Oscar-nominated Maggie O’Farrell discusses her screenwriting debut with Chloé Zhao and why art is crucial to understanding humanity.
Hamnet (Focus Features)
Maggie O’Farrell almost said no when Chloé Zhao asked her to co-write the Hamnet screenplay. O’Farrell wrote the book Hamnet, which explores the grief of William and Agnes Shakespeare over the loss of their son, but had never written a screenplay before, let alone written one with someone she admired as much as Zhao.
“Who would say no to Chloé Zhao?” O’Farrell told The Credits. “So, I thought I’ll give it a go. I’ve learned an awful lot. By the end of our first conversation, I agreed to write the first pass and sent it to her in two months.”

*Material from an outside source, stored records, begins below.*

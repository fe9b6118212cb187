use crate::config::SeedConfig;
use crate::entities::{drivers, prelude::*, users};
use crate::error::Result;
use crate::password::hash_password;
use chrono::Utc;
use sea_orm::{
    ActiveModelTrait, ColumnTrait, DatabaseConnection, EntityTrait, IntoActiveModel, QueryFilter,
    Set,
};
use tracing::info;
use uuid::Uuid;

pub async fn seed_from_config(db: &DatabaseConnection, config: &SeedConfig) -> Result<()> {
    seed_admin(db, config).await?;
    seed_drivers(db, &config.drivers).await
}

async fn seed_admin(db: &DatabaseConnection, config: &SeedConfig) -> Result<()> {
    let password_hash = hash_password(&config.admin_password).await?;

    let existing = Users::find()
        .filter(users::Column::Email.eq(config.admin_email.as_str()))
        .one(db)
        .await?;

    if let Some(existing) = existing {
        let mut user: users::ActiveModel = existing.into_active_model();
        user.password_hash = Set(password_hash);
        user.update(db).await?;
        info!("Updated admin user: {}", config.admin_email);
    } else {
        let user = users::ActiveModel {
            id: Set(Uuid::new_v4()),
            email: Set(config.admin_email.clone()),
            name: Set("Admin".to_string()),
            password_hash: Set(password_hash),
            created_at: Set(Utc::now()),
        };
        user.insert(db).await?;
        info!("Created admin user: {}", config.admin_email);
    }

    Ok(())
}

async fn seed_drivers(db: &DatabaseConnection, names: &[String]) -> Result<()> {
    for name in names {
        let existing = Drivers::find()
            .filter(drivers::Column::Name.eq(name.as_str()))
            .one(db)
            .await?;

        if existing.is_some() {
            continue;
        }

        drivers::ActiveModel {
            id: Set(Uuid::new_v4()),
            name: Set(name.clone()),
            phone: Set(None),
            is_active: Set(true),
            created_at: Set(Utc::now()),
        }
        .insert(db)
        .await?;
        info!("Created driver: {}", name);
    }

    Ok(())
}
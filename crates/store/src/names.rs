//! Canonicalization of team display names.
//!
//! The match API, the wikis and the bracket site disagree on how teams are
//! spelled (sponsor-branded names, org sub-rosters). Everything that builds
//! a wiki lookup URL goes through these tables first.

/// Corrects a League of Legends display name to its Leaguepedia page name.
pub fn correct_lol_name(name: &str) -> &str {
    match name {
        "Team Liquid Honda" => "Team Liquid",
        "TOPESPORTS" => "Top Esports",
        "KCorp Blue Stars" => "Karmine Corp Blue Stars",
        other => other,
    }
}

/// Corrects a Valorant display name to its Liquipedia page name.
pub fn correct_valorant_name(name: &str) -> &str {
    match name {
        "KARMINE CORP" => "Karmine Corp",
        "Karmine Corp GC" => "Karmine Corp Female",
        other => other,
    }
}

#[cfg(test)]
mod tests {
    use super::*;

    #[test]
    fn sponsor_names_are_stripped() {
        assert_eq!(correct_lol_name("Team Liquid Honda"), "Team Liquid");
        assert_eq!(correct_lol_name("TOPESPORTS"), "Top Esports");
    }

    #[test]
    fn org_rosters_map_to_wiki_pages() {
        assert_eq!(correct_lol_name("KCorp Blue Stars"), "Karmine Corp Blue Stars");
    }

    #[test]
    fn main_roster_keeps_its_own_wiki_page() {
        // The LEC roster's page is "Karmine Corp", not the academy team's.
        assert_eq!(correct_lol_name("Karmine Corp"), "Karmine Corp");
        assert_eq!(correct_lol_name("KCorp"), "KCorp");
    }

    #[test]
    fn unknown_names_pass_through() {
        assert_eq!(correct_lol_name("Rival FC"), "Rival FC");
        assert_eq!(correct_valorant_name("FUT Esports"), "FUT Esports");
    }
}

O’Farrell and Zhao collaborated mostly through voice notes, distilling O’Farrell’s 350-page novel into a 90-page screenplay. The biggest departures from the book were rearranging the scenes to be more linear and in how the characters’ emotions were conveyed, usually through dialogue or score.
What didn’t change was the heart of why O’Farrell wrote the book, the belief that there was a significant link between the loss of Shakespeare’s son and the play “Hamlet.”

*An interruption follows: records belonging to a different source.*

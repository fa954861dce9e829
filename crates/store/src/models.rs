//! Document models for the `matches` and `casters` collections.
//!
//! Field names are camelCase on the wire so the documents stay readable by
//! the calendar frontend that consumes the same database.

use bson::oid::ObjectId;
use chrono::{DateTime, Utc};
use serde::{Deserialize, Serialize};

/// Supported games. Stored as the full display name upstream uses.
#[derive(Debug, Clone, Copy, PartialEq, Eq, Hash, Serialize, Deserialize)]
pub enum Game {
    #[serde(rename = "League of Legends")]
    LeagueOfLegends,
    #[serde(rename = "Valorant")]
    Valorant,
}

impl Game {
    pub fn display_name(&self) -> &'static str {
        match self {
            Game::LeagueOfLegends => "League of Legends",
            Game::Valorant => "Valorant",
        }
    }
}

impl std::fmt::Display for Game {
    fn fmt(&self, f: &mut std::fmt::Formatter<'_>) -> std::fmt::Result {
        f.write_str(self.display_name())
    }
}

/// Match lifecycle. Transitions are forward-only: 0 -> 1 -> 2.
#[derive(Debug, Clone, Copy, PartialEq, Eq, PartialOrd, Ord, Serialize, Deserialize)]
#[serde(into = "i32", try_from = "i32")]
pub enum MatchStatus {
    Scheduled = 0,
    Live = 1,
    Completed = 2,
}

impl MatchStatus {
    /// The next state in the lifecycle, or `None` once completed.
    pub fn next(self) -> Option<MatchStatus> {
        match self {
            MatchStatus::Scheduled => Some(MatchStatus::Live),
            MatchStatus::Live => Some(MatchStatus::Completed),
            MatchStatus::Completed => None,
        }
    }

    pub fn as_i32(self) -> i32 {
        self as i32
    }
}

impl From<MatchStatus> for i32 {
    fn from(status: MatchStatus) -> i32 {
        status as i32
    }
}

impl TryFrom<i32> for MatchStatus {
    type Error = String;

    fn try_from(value: i32) -> Result<Self, Self::Error> {
        match value {
            0 => Ok(MatchStatus::Scheduled),
            1 => Ok(MatchStatus::Live),
            2 => Ok(MatchStatus::Completed),
            other => Err(format!("invalid match status {other}")),
        }
    }
}

/// One row of the per-player performance table on a team statistics page.
#[derive(Debug, Clone, PartialEq, Serialize, Deserialize)]
#[serde(rename_all = "camelCase")]
pub struct PlayerStatsRow {
    pub name: String,
    pub kda: String,
    pub csm: String,
    pub gm: String,
    pub dmgm: String,
    pub kpar: String,
    pub most_played_champion: Vec<String>,
}

/// One row of the "By Champion" aggregate table.
#[derive(Debug, Clone, PartialEq, Serialize, Deserialize)]
#[serde(rename_all = "camelCase")]
pub struct ChampionStatsRow {
    pub champion: String,
    pub games_played: String,
    pub win_rate: String,
    pub kda: String,
    pub csm: String,
    pub gm: String,
    pub dmgm: String,
    pub kpar: String,
}

/// Per-team aggregate stats, tagged by the game they belong to so the
/// payload stays self-describing in the document store.
#[derive(Debug, Clone, PartialEq, Serialize, Deserialize)]
#[serde(tag = "kind", content = "rows", rename_all = "camelCase")]
pub enum GameStats {
    LolChampions(Vec<ChampionStatsRow>),
}

/// Resolver output for one team: both tables plus the distinct champion
/// count. Only the champion rows and the count land on the team document;
/// player rows are distributed onto the roster by name.
#[derive(Debug, Clone, Default, PartialEq, Serialize, Deserialize)]
#[serde(rename_all = "camelCase")]
pub struct TeamStats {
    pub player_table_data: Vec<PlayerStatsRow>,
    pub champion_table_data: Vec<ChampionStatsRow>,
    pub number_of_champions_played: i64,
}

#[derive(Debug, Clone, PartialEq, Serialize, Deserialize)]
#[serde(rename_all = "camelCase")]
pub struct Player {
    pub name: String,
    #[serde(skip_serializing_if = "Option::is_none")]
    pub position: Option<String>,
    #[serde(skip_serializing_if = "Option::is_none")]
    pub stats: Option<PlayerStatsRow>,
}

#[derive(Debug, Clone, PartialEq, Serialize, Deserialize)]
#[serde(rename_all = "camelCase")]
pub struct Team {
    pub name: String,
    pub acronym: String,
    pub logo_url: String,
    pub players: Vec<Player>,
    #[serde(skip_serializing_if = "Option::is_none")]
    pub stats: Option<GameStats>,
    #[serde(skip_serializing_if = "Option::is_none")]
    pub number_of_champions_played: Option<i64>,
    #[serde(skip_serializing_if = "Option::is_none")]
    pub score: Option<i32>,
}

impl Team {
    /// A bare team as discovery produces it: identity only, no roster yet.
    pub fn skeleton(name: impl Into<String>, acronym: impl Into<String>, logo_url: impl Into<String>) -> Self {
        Team {
            name: name.into(),
            acronym: acronym.into(),
            logo_url: logo_url.into(),
            players: Vec::new(),
            stats: None,
            number_of_champions_played: None,
            score: None,
        }
    }
}

/// Win/loss record of one standings row.
#[derive(Debug, Clone, PartialEq, Serialize, Deserialize)]
pub struct SeriesRecord {
    pub win: String,
    pub lose: String,
    pub percentage: String,
}

#[derive(Debug, Clone, PartialEq, Serialize, Deserialize)]
#[serde(rename_all = "camelCase")]
pub struct RankingRow {
    pub position: String,
    pub team_name: String,
    pub region_name: String,
    pub series: SeriesRecord,
}

/// Head-to-head snapshot for the organization in one match. The side
/// percentages are each side's share of total games played, so together
/// they cover every game.
#[derive(Debug, Clone, PartialEq, Serialize, Deserialize)]
#[serde(rename_all = "camelCase")]
pub struct KcStats {
    pub win_by_red_side_percentage: f64,
    pub win_by_blue_side_percentage: f64,
    #[serde(skip_serializing_if = "Option::is_none")]
    pub winrate_vs_other_team_percentage: Option<f64>,
    #[serde(skip_serializing_if = "Option::is_none")]
    pub top_three_champions: Option<Vec<(String, u32)>>,
}

#[derive(Debug, Clone, PartialEq, Serialize, Deserialize)]
#[serde(rename_all = "camelCase")]
pub struct Caster {
    #[serde(rename = "_id", skip_serializing_if = "Option::is_none")]
    pub id: Option<ObjectId>,
    pub name: String,
    pub twitch_link: String,
    pub leagues: Vec<String>,
}

/// The central aggregate: one scheduled/live/completed match.
#[derive(Debug, Clone, Serialize, Deserialize)]
#[serde(rename_all = "camelCase")]
pub struct Match {
    #[serde(rename = "_id", skip_serializing_if = "Option::is_none")]
    pub id: Option<ObjectId>,
    pub match_id: String,
    #[serde(with = "bson::serde_helpers::chrono_datetime_as_bson_datetime")]
    pub date: DateTime<Utc>,
    pub teams: Vec<Team>,
    pub league: String,
    #[serde(skip_serializing_if = "Option::is_none")]
    pub league_logo_url: Option<String>,
    #[serde(rename = "type")]
    pub match_type: String,
    pub game: Game,
    pub status: MatchStatus,
    #[serde(skip_serializing_if = "Option::is_none")]
    pub rounds: Option<i32>,
    #[serde(skip_serializing_if = "Option::is_none")]
    pub casters: Option<Vec<Caster>>,
    #[serde(skip_serializing_if = "Option::is_none")]
    pub ranking_data: Option<Vec<RankingRow>>,
    #[serde(skip_serializing_if = "Option::is_none")]
    pub kc_stats: Option<KcStats>,
}

impl Match {
    /// Name of the opposing team, from the organization's point of view.
    pub fn opponent_of(&self, org_fragment: &str) -> Option<&Team> {
        self.teams.iter().find(|t| !t.name.contains(org_fragment))
    }

    pub fn team_names(&self) -> Vec<String> {
        self.teams.iter().map(|t| t.name.clone()).collect()
    }
}

#[cfg(test)]
mod tests {
    use super::*;

    #[test]
    fn status_transitions_are_forward_only() {
        assert_eq!(MatchStatus::Scheduled.next(), Some(MatchStatus::Live));
        assert_eq!(MatchStatus::Live.next(), Some(MatchStatus::Completed));
        assert_eq!(MatchStatus::Completed.next(), None);
        assert!(MatchStatus::Scheduled < MatchStatus::Live);
        assert!(MatchStatus::Live < MatchStatus::Completed);
    }

    #[test]
    fn status_serializes_as_integer() {
        let json = serde_json::to_string(&MatchStatus::Live).unwrap();
        assert_eq!(json, "1");
        let back: MatchStatus = serde_json::from_str("2").unwrap();
        assert_eq!(back, MatchStatus::Completed);
        assert!(serde_json::from_str::<MatchStatus>("3").is_err());
    }

    #[test]
    fn game_round_trips_display_name() {
        let json = serde_json::to_string(&Game::LeagueOfLegends).unwrap();
        assert_eq!(json, "\"League of Legends\"");
        let back: Game = serde_json::from_str("\"Valorant\"").unwrap();
        assert_eq!(back, Game::Valorant);
    }

    #[test]
    fn opponent_lookup_skips_the_organization() {
        let m = Match {
            id: None,
            match_id: "m1".into(),
            date: Utc::now(),
            teams: vec![
                Team::skeleton("Karmine Corp", "KC", ""),
                Team::skeleton("Rival FC", "RFC", ""),
            ],
            league: "LEC".into(),
            league_logo_url: None,
            match_type: "Regular Season".into(),
            game: Game::LeagueOfLegends,
            status: MatchStatus::Scheduled,
            rounds: Some(3),
            casters: None,
            ranking_data: None,
            kc_stats: None,
        };
        assert_eq!(m.opponent_of("Karmine").unwrap().name, "Rival FC");
    }
}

“The book is about where art comes from and why we need it,” she said. “If you look at the play through the lens of Hamnet’s death, you can briefly see Shakespeare becoming visible as a human being, as a grieving father, and the play is a message from a father in one realm to his son in another. That’s why we need art, to be able to understand these things and to see ourselves in it.”